Top of Excerpted data

use clap::{Parser, Subcommand};
use std::path::PathBuf;

use camlink::config;

#[derive(Parser, Debug)]
#[command(name = "camlink")]
#[command(version)]
#[command(about = "Live-view relay for cloud cameras", long_about = None)]
pub struct Args {
    /// Configuration file path
    #[arg(short, long, default_value = "/etc/camlink.toml")]
    pub config: PathBuf,

    /// Verbose logging
    #[arg(short, long, action)]
    pub verbose: bool,

    #[command(subcommand)]
    pub command: Option<Command>,
}

#[derive(Subcommand, Debug)]
pub enum Command {
    /// Serve the HTTP API (default)
    Serve {
        /// HTTP bind address
        #[arg(long)]
        host: Option<String>,

        /// HTTP port
        #[arg(short, long)]
        port: Option<u16>,
    },

    /// Try every handshake format against a live-view reference and print
    /// what the endpoint answered
    Probe {
        /// Live-view reference, e.g. immis://host:443/path?session=...
        reference: String,

        /// Camera whose credentials to use (defaults to the first configured)
        #[arg(long)]
        camera: Option<String>,
    },
}

impl Args {
    pub fn load_config(&self) -> Result<config::Config, Box<dyn std::error::Error>> {
        config::Config::load(&self.config)
    }
}
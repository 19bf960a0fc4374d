//! Delivery strategy selection
//!
//! `LiveView::open_stream` hands out a lazy [`FrameStream`]. On the first pull
//! the stream looks up the camera's live-view reference and picks a strategy:
//!
//! 1. `rtsp`/`rtsps`: run the transcoder on the reference directly.
//! 2. proprietary: negotiate a subscription, re-expose the accepted stream
//!    locally and run the transcoder on that.
//! 3. anything failing above: poll snapshots from the account service.
//!
//! Relay failures never reach the consumer; the stream quietly switches to
//! snapshots. Only a failing snapshot fallback ends the stream with an error.

use super::session::{expose_negotiated, RelaySession};
use super::snapshot::{SnapshotConfig, SnapshotPoller};
use super::transcoder::TranscoderSpawner;
use super::RelayError;
use crate::account::{AccountService, CameraRef, ServiceError};
use crate::capture::demuxer::DEFAULT_MAX_PENDING;
use crate::capture::{Frame, FrameDemuxer, FrameQueue, FrameSource, FrameStats};
use crate::transport::{
    Connector, EndpointError, EndpointReference, HandshakeCandidate, NegotiationFailed, Negotiator,
    NegotiatorConfig, Transport, TransportError,
};
use bytes::Bytes;
use futures::future::BoxFuture;
use futures::Stream;
use log::{debug, info, warn};
use std::fmt;
use std::sync::Arc;
use std::time::Duration;
use thiserror::Error;
use uuid::Uuid;

#[derive(Debug, Clone, Copy, PartialEq, Eq)]
pub enum Strategy {
    StandardRelay,
    NegotiatedRelay,
    SnapshotFallback,
}

impl Strategy {
    pub fn as_str(&self) -> &'static str {
        match self {
            Strategy::StandardRelay => "standard-relay",
            Strategy::NegotiatedRelay => "negotiated-relay",
            Strategy::SnapshotFallback => "snapshot",
        }
    }
}
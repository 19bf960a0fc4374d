//! camlink - Main entry point
//!
//! Serves live views of cloud cameras over HTTP, or probes a streaming
//! endpoint with every handshake format.

mod args;

use args::{Args, Command};
use camlink::account::{AccountService, StaticAccountService};
use camlink::config::Config;
use camlink::relay::{FfmpegSpawner, LiveView};
use camlink::transport::{EndpointReference, Negotiator, TlsConnector, Transport};
use camlink::web::{self, SharedState};
use clap::Parser;
use log::{error, info, warn};
use std::sync::Arc;
use tokio::signal;

#[tokio::main]
async fn main() -> Result<(), Box<dyn std::error::Error>> {
    // Parse command line arguments
    let args = Args::parse();

    // Load configuration
    let config = match args.load_config() {
        Ok(cfg) => cfg,
        Err(e) => {
            eprintln!("Failed to load config {:?}: {}, using defaults", args.config, e);
            Config::default()
        }
    };

    // Initialize logging with noise filtering for third-party crates
    let log_level = if args.verbose {
        "debug".to_string()
    } else {
        config.logging.level.clone()
    };
    env_logger::Builder::new()
        .parse_filters(&std::env::var("CAMLINK_LOG").unwrap_or(log_level))
        .filter_module("hyper", log::LevelFilter::Warn)
        .filter_module("native_tls", log::LevelFilter::Warn)
        .init();

    info!("camlink v{}", env!("CARGO_PKG_VERSION"));

    match args.command {
        Some(Command::Probe { ref reference, ref camera }) => {
            validated(&config)?;
            probe(&config, reference, camera.as_deref()).await
        }
        Some(Command::Serve { ref host, port }) => {
            let mut config = config;
            if let Some(host) = host {
                config.http.host = host.clone();
            }
            if let Some(port) = port {
                info!("Overriding HTTP port to {}", port);
                config.http.port = port;
            }
            validated(&config)?;
            serve(config).await
        }
        None => {
            validated(&config)?;
            serve(config).await
        }
    }
}

fn validated(config: &Config) -> Result<(), Box<dyn std::error::Error>> {
    if let Err(e) = config.validate() {
        error!("Invalid configuration: {}", e);
        return Err(e);
    }
    Ok(())
}

fn account_service(config: &Config) -> Arc<StaticAccountService> {
    Arc::new(StaticAccountService::new(
        config.account.clone(),
        config.cameras.clone(),
    ))
}

async fn serve(config: Config) -> Result<(), Box<dyn std::error::Error>> {
    let account = account_service(&config);
    match account.login().await {
        Ok(()) => {}
        Err(e) => warn!("Login failed: {}; live views will fall back to snapshots", e),
    }
    info!("Serving {} camera(s)", config.cameras.len());

    let live_view = LiveView::new(
        account,
        Arc::new(TlsConnector::new()),
        Arc::new(FfmpegSpawner::new(config.transcoder.clone())),
        config.stream.stream_config(),
    );
    let host = config.http.host.clone();
    let port = config.http.port;
    let state = Arc::new(SharedState::new(config, live_view));

    let http_state = state.clone();
    let mut http_handle = tokio::spawn(async move {
        if let Err(e) = web::run_http_server(&host, port, http_state).await {
            error!("HTTP server error: {}", e);
        }
    });

    // Wait for shutdown signal
    tokio::select! {
        _ = signal::ctrl_c() => {
            info!("Shutdown signal received");
            http_handle.abort();
        }
        _ = &mut http_handle => {
            warn!("HTTP server stopped");
        }
    }

    info!(
        "Shut down after {:.0}s with {} viewer(s) connected",
        state.uptime().as_secs_f64(),
        state.viewer_count()
    );
    Ok(())
}

/// Parse, resolve and negotiate `reference`, then print what every
/// handshake format got back
async fn probe(
    config: &Config,
    reference: &str,
    camera_id: Option<&str>,
) -> Result<(), Box<dyn std::error::Error>> {
    let endpoint = EndpointReference::parse(reference)?;
    println!("Endpoint:  {}", endpoint);
    println!("Scheme:    {}", endpoint.scheme);
    println!("Host:      {}:{}", endpoint.host, endpoint.port);
    println!("Path:      {}", endpoint.path);
    println!(
        "Session:   {}",
        endpoint.session_id.as_deref().unwrap_or("(none)")
    );

    let resolved: Vec<_> = tokio::net::lookup_host((endpoint.host.as_str(), endpoint.port))
        .await?
        .collect();
    for addr in &resolved {
        println!("Resolved:  {}", addr);
    }

    if !endpoint.is_proprietary() {
        println!("Standard {} endpoint, no negotiation needed", endpoint.scheme);
        return Ok(());
    }

    let account = account_service(config);
    let camera = match camera_id {
        Some(id) => account.find_camera(id).await?,
        None => account
            .list_cameras()
            .await?
            .into_iter()
            .next()
            .ok_or("no cameras configured")?,
    };
    let ctx = account
        .session_context(&camera)
        .await?
        .with_session(endpoint.session_id.clone());

    let stream = config.stream.stream_config();
    let mut negotiator = Negotiator::new(
        Arc::new(TlsConnector::new()),
        stream.candidates,
        stream.negotiator,
    );

    let report = match negotiator.negotiate(&endpoint, &ctx).await {
        Ok(mut negotiated) => {
            negotiated.transport.close().await;
            println!("Accepted:  '{}' format", negotiated.candidate);
            negotiated.report
        }
        Err(failed) => {
            println!("Accepted:  none");
            failed.report
        }
    };

    println!();
    for attempt in &report.attempts {
        println!(
            "  {:<22} {:>5} bytes sent -> {}",
            attempt.candidate.name(),
            attempt.payload_len,
            attempt.outcome
        );
    }
    println!("{} connection attempt(s)", report.connection_attempts());
    Ok(())
}
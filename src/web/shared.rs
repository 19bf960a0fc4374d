//! Shared state for camlink
//!
//! Holds the account service, the live-view entry point and the registry of
//! connected viewers.

use crate::account::{AccountService, CameraRef};
use crate::config::Config;
use crate::relay::{FrameStream, LiveView};
use log::info;
use parking_lot::Mutex;
use serde::Serialize;
use std::collections::HashMap;
use std::sync::Arc;
use std::time::{Duration, Instant};
use uuid::Uuid;

/// How a viewer receives frames
#[derive(Debug, Clone, Copy, PartialEq, Eq, Serialize)]
#[serde(rename_all = "lowercase")]
pub enum ViewerKind {
    Mjpeg,
    Websocket,
}

#[derive(Debug, Clone, Serialize)]
pub struct ViewerInfo {
    pub camera_id: String,
    pub kind: ViewerKind,
    #[serde(skip)]
    pub connected_at: Instant,
}

/// Shared state for the application
pub struct SharedState {
    /// Configuration
    pub config: Arc<Config>,

    pub account: Arc<dyn AccountService>,

    pub live_view: LiveView,

    /// Server start time
    pub start_time: Instant,

    /// Connected viewers by stream id
    viewers: Mutex<HashMap<Uuid, ViewerInfo>>,
}

impl SharedState {
    pub fn new(config: Config, live_view: LiveView) -> Self {
        Self {
            config: Arc::new(config),
            account: live_view.account().clone(),
            live_view,
            start_time: Instant::now(),
            viewers: Mutex::new(HashMap::new()),
        }
    }

    /// Get server uptime
    pub fn uptime(&self) -> Duration {
        self.start_time.elapsed()
    }

    pub fn viewer_count(&self) -> usize {
        self.viewers.lock().len()
    }

    pub fn viewers(&self) -> Vec<ViewerInfo> {
        self.viewers.lock().values().cloned().collect()
    }

    /// Open a stream for `camera` and register its viewer until the returned
    /// guard is dropped
    pub fn open_viewer(self: &Arc<Self>, camera: CameraRef, kind: ViewerKind) -> (FrameStream, ViewerGuard) {
        let stream = self.live_view.open_stream(camera);
        let id = stream.id();
        self.viewers.lock().insert(
            id,
            ViewerInfo {
                camera_id: stream.camera().id.clone(),
                kind,
                connected_at: Instant::now(),
            },
        );
        info!(
            "Viewer {} ({:?}) connected to camera {}",
            id,
            kind,
            stream.camera().id
        );
        let guard = ViewerGuard {
            id,
            state: self.clone(),
        };
        (stream, guard)
    }

    fn remove_viewer(&self, id: &Uuid) {
        if let Some(viewer) = self.viewers.lock().remove(id) {
            info!(
                "Viewer {} left camera {} after {:.1}s",
                id,
                viewer.camera_id,
                viewer.connected_at.elapsed().as_secs_f64()
            );
        }
    }
}

/// Unregisters a viewer when dropped
pub struct ViewerGuard {
    id: Uuid,
    state: Arc<SharedState>,
}

impl Drop for ViewerGuard {
    fn drop(&mut self) {
        self.state.remove_viewer(&self.id);
    }
}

Bottom of Excerpted data

• _Instructions for the task_: Your task is to list each line of the records with the word "report".

• _Output for this exercise_:
    let report = match negotiator.negotiate(&endpoint, &ctx).await {
            negotiated.report
            failed.report
    for attempt in &report.attempts {
    println!("{} connection attempt(s)", report.connection_attempts());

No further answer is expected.